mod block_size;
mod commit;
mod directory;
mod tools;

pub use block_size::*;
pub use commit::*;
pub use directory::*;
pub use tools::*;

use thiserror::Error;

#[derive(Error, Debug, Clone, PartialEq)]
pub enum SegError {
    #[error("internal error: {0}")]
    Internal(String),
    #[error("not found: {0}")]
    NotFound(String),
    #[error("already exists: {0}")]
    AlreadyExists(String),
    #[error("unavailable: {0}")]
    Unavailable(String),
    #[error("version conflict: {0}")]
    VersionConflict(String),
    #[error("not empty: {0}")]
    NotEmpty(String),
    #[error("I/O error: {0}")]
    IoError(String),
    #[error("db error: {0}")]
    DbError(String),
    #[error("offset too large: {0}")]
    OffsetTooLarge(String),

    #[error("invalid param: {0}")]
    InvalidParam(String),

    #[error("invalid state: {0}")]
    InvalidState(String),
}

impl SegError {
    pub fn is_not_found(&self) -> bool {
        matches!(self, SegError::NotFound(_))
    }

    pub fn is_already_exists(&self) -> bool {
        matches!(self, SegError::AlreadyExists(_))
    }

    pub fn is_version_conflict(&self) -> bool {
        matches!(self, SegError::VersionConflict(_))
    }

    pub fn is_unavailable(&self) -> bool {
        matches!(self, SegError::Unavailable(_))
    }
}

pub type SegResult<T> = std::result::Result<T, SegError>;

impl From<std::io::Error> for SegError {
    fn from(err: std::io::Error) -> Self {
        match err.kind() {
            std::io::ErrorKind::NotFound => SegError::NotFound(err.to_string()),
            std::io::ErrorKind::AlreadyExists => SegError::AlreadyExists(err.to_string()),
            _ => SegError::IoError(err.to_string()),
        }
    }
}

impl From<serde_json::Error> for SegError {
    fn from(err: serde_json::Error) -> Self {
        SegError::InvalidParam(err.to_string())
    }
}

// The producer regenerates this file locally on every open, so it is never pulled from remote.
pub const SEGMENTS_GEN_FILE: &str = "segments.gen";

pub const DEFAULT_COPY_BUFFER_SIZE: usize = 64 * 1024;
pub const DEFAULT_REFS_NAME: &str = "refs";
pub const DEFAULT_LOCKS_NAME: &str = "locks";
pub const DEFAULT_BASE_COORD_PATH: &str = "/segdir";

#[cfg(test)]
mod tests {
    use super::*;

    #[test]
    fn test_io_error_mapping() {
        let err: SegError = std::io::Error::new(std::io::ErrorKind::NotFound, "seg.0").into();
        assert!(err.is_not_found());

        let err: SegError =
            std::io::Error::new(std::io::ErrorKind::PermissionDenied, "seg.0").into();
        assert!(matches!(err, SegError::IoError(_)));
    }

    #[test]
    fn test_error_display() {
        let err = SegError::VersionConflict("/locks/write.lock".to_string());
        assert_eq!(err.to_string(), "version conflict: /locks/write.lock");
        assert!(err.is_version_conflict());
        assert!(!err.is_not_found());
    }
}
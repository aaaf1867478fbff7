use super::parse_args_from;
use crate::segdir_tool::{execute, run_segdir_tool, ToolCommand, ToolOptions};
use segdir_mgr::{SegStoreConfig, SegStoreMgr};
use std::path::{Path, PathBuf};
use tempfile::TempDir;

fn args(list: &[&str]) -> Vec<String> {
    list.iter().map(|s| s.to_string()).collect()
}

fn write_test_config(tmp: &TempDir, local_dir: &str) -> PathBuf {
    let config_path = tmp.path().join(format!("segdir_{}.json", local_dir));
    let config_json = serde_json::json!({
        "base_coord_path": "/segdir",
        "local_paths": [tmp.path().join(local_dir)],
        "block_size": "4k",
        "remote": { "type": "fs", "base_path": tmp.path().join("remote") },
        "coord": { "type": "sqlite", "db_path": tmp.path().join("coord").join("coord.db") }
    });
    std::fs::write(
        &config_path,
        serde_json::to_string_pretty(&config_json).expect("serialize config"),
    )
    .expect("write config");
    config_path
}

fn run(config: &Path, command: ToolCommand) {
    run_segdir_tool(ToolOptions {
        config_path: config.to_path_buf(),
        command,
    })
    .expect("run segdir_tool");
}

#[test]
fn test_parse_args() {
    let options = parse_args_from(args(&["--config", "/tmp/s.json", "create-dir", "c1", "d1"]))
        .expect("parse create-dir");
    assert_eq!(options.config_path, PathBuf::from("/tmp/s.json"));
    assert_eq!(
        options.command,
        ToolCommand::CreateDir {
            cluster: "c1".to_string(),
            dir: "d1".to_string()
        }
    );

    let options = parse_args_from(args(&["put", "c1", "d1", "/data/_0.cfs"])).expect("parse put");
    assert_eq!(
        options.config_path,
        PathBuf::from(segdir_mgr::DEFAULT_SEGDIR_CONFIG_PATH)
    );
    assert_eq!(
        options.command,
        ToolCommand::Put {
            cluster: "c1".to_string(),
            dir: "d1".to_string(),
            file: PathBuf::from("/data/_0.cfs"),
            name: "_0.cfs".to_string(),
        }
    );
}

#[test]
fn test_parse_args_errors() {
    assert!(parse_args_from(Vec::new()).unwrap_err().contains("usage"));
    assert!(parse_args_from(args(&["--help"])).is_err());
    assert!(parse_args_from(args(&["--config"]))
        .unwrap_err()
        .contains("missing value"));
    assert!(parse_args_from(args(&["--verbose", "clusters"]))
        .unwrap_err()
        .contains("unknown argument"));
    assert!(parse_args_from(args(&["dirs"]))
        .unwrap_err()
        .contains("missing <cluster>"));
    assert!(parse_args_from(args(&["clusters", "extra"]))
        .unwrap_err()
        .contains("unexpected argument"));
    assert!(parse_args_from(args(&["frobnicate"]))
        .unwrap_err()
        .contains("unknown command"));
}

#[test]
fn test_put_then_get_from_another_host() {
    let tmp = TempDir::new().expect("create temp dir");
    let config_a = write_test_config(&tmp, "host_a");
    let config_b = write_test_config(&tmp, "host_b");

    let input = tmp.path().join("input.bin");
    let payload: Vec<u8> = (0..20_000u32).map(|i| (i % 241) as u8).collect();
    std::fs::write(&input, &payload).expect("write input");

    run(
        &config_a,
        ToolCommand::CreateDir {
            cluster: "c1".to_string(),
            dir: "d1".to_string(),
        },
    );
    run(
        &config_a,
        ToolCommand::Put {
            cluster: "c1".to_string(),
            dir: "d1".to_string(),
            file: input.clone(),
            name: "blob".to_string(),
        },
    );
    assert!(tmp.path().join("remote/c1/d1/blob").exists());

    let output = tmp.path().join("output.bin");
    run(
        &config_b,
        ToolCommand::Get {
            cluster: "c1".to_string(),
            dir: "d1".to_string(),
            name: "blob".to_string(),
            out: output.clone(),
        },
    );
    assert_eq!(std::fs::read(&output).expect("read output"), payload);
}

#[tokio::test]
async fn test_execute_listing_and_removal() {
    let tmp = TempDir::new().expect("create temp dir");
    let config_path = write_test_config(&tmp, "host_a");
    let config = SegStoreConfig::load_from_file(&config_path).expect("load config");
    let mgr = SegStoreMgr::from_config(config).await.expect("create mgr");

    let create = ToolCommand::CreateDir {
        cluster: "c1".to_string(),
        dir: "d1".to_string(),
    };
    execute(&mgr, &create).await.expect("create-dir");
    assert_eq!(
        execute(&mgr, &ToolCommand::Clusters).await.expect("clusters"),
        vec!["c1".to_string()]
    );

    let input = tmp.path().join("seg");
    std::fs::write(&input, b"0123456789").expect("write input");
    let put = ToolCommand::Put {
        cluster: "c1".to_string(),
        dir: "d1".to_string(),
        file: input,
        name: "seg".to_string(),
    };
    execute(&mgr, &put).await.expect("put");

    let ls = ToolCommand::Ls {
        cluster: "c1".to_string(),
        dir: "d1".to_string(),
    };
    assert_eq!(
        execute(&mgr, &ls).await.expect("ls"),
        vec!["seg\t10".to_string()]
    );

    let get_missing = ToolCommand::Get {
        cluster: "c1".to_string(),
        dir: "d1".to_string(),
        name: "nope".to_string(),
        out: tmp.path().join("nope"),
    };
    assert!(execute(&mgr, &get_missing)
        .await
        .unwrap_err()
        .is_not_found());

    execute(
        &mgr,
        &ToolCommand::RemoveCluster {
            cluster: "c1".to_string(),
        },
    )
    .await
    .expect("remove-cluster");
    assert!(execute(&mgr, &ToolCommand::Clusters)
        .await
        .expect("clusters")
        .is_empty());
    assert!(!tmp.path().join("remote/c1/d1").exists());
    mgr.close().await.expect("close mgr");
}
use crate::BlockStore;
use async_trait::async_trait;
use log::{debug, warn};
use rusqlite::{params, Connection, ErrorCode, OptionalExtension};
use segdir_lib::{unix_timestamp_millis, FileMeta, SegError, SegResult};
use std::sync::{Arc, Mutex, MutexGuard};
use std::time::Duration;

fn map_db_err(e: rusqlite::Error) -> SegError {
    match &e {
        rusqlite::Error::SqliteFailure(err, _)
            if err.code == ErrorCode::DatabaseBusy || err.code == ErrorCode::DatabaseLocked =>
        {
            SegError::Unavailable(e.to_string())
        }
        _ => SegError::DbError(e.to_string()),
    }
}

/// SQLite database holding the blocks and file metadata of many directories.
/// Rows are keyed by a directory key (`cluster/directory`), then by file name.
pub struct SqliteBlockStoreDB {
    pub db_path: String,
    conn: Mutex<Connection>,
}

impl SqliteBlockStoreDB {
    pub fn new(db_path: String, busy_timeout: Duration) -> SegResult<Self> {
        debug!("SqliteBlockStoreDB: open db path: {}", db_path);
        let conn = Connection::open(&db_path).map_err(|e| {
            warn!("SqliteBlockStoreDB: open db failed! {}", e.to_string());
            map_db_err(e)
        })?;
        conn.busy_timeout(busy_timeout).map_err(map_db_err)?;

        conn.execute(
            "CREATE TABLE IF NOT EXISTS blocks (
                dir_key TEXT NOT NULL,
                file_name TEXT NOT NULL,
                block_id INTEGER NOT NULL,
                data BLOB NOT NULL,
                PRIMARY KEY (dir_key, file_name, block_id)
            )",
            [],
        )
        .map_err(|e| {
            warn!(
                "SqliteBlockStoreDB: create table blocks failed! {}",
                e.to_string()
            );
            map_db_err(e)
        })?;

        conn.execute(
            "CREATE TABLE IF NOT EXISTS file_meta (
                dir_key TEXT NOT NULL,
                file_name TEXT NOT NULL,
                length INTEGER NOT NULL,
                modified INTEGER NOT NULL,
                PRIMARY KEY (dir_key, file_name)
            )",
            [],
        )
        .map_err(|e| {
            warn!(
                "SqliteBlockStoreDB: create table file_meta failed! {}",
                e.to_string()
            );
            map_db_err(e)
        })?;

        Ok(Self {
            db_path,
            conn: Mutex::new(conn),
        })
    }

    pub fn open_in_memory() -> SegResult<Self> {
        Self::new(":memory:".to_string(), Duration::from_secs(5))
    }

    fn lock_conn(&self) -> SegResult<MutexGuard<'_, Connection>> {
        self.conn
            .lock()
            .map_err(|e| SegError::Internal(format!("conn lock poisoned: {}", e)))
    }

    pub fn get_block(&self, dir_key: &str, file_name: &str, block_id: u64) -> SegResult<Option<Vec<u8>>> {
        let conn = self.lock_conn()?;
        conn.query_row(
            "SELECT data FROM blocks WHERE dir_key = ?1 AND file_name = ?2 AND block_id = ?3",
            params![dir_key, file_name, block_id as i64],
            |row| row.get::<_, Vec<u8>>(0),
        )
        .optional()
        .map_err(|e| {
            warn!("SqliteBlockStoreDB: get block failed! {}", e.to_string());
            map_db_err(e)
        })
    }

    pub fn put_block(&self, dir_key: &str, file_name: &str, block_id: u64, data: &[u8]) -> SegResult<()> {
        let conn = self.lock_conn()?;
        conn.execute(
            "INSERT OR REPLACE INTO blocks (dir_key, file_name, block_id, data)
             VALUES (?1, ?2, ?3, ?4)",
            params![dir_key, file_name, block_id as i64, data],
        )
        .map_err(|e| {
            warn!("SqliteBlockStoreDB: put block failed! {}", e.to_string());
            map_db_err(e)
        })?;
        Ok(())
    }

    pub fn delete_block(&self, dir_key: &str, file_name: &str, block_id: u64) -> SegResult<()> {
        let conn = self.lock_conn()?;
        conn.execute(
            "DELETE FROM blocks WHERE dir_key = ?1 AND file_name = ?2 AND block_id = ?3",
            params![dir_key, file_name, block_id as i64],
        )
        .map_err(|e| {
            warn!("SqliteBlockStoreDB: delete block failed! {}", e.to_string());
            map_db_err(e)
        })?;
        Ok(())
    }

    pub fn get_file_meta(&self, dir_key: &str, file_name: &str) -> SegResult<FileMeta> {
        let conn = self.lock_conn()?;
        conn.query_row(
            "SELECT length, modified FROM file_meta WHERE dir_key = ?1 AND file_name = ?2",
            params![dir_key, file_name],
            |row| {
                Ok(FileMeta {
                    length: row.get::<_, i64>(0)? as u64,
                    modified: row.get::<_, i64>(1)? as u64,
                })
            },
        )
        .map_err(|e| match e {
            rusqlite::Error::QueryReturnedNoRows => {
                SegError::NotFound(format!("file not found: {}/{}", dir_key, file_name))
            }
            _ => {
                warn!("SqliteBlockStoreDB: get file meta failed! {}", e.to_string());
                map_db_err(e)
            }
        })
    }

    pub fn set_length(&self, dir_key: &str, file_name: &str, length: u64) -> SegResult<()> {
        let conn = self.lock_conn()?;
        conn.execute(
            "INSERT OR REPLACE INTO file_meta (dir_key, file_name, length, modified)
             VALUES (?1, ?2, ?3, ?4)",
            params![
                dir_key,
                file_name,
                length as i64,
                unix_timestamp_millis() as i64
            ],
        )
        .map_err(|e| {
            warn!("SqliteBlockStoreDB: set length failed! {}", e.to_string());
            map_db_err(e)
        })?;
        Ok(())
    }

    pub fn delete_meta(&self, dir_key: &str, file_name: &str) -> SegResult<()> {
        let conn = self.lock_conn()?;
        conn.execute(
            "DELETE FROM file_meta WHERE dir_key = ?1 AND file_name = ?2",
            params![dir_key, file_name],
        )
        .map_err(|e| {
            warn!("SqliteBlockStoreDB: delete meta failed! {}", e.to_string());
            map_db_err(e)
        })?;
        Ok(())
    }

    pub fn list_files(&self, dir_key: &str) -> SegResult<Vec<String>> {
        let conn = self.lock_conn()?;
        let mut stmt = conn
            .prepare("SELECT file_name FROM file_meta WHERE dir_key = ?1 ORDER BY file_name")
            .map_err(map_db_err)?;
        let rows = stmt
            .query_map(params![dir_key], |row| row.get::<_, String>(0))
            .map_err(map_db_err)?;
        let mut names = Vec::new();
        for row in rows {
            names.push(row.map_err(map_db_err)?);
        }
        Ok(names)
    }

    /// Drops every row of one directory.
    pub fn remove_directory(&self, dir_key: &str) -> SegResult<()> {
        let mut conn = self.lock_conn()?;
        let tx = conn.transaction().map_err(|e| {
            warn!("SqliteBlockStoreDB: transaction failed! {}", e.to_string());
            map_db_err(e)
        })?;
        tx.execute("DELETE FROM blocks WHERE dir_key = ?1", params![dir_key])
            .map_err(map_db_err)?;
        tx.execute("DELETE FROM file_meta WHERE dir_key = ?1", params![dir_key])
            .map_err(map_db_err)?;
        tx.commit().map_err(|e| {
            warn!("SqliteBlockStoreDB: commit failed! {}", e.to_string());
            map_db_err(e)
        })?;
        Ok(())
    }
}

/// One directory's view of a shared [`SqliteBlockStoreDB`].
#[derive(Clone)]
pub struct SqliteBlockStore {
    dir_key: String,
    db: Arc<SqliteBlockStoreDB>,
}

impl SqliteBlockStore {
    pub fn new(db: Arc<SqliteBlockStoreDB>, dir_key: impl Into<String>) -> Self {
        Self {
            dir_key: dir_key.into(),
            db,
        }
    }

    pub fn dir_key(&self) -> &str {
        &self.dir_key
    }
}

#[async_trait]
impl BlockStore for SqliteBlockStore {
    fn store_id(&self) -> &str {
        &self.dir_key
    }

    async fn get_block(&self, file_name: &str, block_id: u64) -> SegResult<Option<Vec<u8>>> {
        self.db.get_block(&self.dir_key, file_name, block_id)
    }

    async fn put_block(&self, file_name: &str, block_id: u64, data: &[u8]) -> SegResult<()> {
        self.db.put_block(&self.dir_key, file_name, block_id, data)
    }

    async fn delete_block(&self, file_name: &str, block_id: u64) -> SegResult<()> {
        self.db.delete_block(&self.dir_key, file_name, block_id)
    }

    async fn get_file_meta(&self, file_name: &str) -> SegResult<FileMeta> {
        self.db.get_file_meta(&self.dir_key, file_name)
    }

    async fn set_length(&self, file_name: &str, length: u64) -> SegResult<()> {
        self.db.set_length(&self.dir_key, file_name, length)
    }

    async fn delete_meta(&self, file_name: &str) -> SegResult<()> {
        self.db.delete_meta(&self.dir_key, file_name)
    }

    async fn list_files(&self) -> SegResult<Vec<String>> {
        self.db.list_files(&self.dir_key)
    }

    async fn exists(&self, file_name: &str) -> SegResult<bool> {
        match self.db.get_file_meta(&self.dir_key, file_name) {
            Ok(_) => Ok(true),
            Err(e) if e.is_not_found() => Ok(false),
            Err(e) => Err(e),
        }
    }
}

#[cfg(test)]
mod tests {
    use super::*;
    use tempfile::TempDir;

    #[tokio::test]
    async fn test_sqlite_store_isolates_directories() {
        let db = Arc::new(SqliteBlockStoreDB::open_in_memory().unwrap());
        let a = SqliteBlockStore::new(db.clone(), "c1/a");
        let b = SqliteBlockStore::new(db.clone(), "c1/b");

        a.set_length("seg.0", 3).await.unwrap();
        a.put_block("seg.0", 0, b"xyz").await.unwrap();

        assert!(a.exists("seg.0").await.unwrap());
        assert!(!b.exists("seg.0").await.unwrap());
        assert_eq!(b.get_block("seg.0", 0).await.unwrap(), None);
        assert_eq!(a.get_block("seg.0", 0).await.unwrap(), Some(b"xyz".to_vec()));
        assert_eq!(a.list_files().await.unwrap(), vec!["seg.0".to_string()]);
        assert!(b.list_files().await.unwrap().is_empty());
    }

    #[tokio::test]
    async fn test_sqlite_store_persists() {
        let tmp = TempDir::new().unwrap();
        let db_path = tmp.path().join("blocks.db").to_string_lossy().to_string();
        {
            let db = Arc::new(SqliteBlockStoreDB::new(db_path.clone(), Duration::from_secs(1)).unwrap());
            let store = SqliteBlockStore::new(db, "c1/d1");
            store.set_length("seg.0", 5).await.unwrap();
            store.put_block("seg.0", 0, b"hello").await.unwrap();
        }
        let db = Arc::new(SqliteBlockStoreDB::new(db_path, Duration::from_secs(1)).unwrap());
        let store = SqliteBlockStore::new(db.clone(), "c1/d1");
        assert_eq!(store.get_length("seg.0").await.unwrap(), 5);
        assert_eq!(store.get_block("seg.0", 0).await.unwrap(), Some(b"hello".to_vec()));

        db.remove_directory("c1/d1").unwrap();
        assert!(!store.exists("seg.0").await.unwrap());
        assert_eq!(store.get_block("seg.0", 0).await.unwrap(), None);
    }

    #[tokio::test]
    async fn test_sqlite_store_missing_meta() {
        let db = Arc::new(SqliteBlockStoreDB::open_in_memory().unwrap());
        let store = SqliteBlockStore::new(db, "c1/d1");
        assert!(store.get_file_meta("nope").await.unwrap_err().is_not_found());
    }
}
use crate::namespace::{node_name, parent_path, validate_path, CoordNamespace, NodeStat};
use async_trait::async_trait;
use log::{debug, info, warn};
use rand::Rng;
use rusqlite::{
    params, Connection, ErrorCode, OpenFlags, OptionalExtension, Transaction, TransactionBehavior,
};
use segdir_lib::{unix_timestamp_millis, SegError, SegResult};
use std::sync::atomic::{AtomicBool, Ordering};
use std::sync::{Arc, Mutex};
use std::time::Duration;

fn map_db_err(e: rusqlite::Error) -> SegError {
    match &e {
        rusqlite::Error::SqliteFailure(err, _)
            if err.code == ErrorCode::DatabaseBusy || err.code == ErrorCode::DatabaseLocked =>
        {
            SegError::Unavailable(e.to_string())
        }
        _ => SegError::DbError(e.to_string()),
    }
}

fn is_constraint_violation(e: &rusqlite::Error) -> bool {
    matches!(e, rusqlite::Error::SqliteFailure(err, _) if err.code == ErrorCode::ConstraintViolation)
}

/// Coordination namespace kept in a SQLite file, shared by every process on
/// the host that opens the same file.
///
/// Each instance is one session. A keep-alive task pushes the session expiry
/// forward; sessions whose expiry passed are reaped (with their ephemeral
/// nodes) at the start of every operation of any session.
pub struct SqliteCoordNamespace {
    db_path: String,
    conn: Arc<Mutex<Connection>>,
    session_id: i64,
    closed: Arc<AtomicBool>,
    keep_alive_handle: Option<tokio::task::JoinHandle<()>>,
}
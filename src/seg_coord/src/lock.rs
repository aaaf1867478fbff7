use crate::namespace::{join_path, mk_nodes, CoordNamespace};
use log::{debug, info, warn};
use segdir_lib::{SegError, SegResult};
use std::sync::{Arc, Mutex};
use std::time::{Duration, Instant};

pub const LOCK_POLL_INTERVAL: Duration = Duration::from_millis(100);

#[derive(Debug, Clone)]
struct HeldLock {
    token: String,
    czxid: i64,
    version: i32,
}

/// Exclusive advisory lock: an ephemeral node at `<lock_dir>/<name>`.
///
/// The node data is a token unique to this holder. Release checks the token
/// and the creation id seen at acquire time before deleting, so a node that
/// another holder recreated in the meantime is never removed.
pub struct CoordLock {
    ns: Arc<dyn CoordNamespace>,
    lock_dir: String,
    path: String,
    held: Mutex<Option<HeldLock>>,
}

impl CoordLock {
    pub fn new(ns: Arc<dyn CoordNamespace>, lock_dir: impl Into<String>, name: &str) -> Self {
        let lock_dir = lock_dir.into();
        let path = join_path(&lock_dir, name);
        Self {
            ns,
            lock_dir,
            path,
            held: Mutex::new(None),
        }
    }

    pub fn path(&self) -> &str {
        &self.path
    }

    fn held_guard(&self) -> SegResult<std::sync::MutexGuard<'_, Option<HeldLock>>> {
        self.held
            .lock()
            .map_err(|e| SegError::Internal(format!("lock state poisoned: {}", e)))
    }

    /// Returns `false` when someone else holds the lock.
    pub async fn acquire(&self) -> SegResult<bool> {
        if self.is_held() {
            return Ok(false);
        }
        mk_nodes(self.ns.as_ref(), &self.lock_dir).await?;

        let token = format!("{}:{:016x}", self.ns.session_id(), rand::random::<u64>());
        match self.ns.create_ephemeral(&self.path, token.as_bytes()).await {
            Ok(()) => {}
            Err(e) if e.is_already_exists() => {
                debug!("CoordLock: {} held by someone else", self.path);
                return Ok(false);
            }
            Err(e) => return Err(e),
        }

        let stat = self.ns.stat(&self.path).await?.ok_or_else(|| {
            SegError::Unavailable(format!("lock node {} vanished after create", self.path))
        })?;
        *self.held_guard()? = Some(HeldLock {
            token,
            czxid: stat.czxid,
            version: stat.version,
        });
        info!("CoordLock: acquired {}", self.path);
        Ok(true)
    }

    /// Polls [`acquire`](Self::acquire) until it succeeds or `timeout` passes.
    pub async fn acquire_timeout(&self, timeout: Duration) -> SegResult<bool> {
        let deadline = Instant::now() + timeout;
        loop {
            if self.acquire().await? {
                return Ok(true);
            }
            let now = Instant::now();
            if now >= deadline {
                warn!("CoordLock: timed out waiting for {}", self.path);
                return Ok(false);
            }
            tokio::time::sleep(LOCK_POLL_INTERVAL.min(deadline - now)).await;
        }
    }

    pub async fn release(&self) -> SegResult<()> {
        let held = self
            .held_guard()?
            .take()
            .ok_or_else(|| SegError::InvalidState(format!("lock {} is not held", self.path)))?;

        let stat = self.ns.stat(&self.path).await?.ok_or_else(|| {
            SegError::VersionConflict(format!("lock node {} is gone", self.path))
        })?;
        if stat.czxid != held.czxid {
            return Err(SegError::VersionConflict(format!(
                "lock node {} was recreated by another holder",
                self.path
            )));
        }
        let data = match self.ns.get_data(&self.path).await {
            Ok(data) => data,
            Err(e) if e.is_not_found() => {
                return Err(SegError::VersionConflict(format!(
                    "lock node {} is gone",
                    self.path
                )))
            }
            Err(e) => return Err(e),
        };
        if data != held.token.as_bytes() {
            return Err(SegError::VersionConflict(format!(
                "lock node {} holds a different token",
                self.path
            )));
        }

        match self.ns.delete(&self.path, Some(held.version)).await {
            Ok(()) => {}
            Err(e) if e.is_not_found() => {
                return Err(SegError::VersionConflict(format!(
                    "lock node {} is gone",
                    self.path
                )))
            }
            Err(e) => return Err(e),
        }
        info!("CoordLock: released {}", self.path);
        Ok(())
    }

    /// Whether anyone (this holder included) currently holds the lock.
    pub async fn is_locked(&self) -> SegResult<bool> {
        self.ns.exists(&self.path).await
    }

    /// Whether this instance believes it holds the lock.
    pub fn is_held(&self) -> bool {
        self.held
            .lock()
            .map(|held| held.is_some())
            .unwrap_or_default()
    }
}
-*-
Exercise goal
Each line above that carries the string "commit" has to be returned.

The completed task
mod commit;
pub use commit::*;
        tx.commit().map_err(|e| {
            warn!("SqliteBlockStoreDB: commit failed! {}", e.to_string());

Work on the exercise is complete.